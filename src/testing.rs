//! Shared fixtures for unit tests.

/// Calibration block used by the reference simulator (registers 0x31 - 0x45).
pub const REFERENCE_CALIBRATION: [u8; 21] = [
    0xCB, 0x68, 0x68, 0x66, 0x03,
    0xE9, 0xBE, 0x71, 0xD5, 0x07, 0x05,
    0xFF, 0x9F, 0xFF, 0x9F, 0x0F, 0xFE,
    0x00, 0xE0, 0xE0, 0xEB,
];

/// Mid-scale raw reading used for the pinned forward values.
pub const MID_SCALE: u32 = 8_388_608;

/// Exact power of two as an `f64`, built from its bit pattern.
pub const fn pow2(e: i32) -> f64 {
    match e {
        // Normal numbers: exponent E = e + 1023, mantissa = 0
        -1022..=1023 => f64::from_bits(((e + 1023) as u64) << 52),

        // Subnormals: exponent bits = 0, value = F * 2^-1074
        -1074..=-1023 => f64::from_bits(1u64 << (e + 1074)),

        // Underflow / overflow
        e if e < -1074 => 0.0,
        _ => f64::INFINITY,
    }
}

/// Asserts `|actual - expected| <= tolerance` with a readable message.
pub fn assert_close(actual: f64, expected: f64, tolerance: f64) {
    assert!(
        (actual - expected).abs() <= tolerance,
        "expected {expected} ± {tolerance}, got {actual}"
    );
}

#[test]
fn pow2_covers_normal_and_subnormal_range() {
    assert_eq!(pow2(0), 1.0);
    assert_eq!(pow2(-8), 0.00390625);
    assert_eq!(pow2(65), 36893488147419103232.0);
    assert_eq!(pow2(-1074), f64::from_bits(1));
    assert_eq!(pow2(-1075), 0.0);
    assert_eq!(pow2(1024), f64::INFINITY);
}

· · · · · · ·

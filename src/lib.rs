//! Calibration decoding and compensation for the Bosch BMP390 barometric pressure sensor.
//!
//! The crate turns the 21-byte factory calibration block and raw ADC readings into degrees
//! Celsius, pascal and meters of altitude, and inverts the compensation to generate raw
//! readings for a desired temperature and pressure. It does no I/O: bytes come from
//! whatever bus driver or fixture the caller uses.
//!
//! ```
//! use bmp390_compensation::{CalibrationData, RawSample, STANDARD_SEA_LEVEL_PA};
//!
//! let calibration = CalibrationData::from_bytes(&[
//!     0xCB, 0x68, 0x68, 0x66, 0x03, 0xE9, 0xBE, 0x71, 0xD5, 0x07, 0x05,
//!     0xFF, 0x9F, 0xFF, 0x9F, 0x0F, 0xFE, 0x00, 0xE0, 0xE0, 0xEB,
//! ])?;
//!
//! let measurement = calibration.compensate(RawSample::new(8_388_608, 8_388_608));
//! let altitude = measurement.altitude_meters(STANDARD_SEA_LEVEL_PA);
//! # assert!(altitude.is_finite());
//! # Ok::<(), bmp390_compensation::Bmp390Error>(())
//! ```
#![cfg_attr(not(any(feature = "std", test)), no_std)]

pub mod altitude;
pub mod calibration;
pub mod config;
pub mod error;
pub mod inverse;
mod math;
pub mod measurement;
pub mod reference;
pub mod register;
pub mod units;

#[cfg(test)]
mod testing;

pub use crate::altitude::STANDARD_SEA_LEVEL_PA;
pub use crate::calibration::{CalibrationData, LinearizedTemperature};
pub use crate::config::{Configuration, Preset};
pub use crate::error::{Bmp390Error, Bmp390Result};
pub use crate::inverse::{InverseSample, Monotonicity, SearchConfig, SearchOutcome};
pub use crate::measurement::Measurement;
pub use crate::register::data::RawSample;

· · · · · · ·

__Your task__. From the entries above, copy each line holding "actual".

__Answer to this task__.
/// Asserts `|actual - expected| <= tolerance` with a readable message.
pub fn assert_close(actual: f64, expected: f64, tolerance: f64) {
        (actual - expected).abs() <= tolerance,
        "expected {expected} ± {tolerance}, got {actual}"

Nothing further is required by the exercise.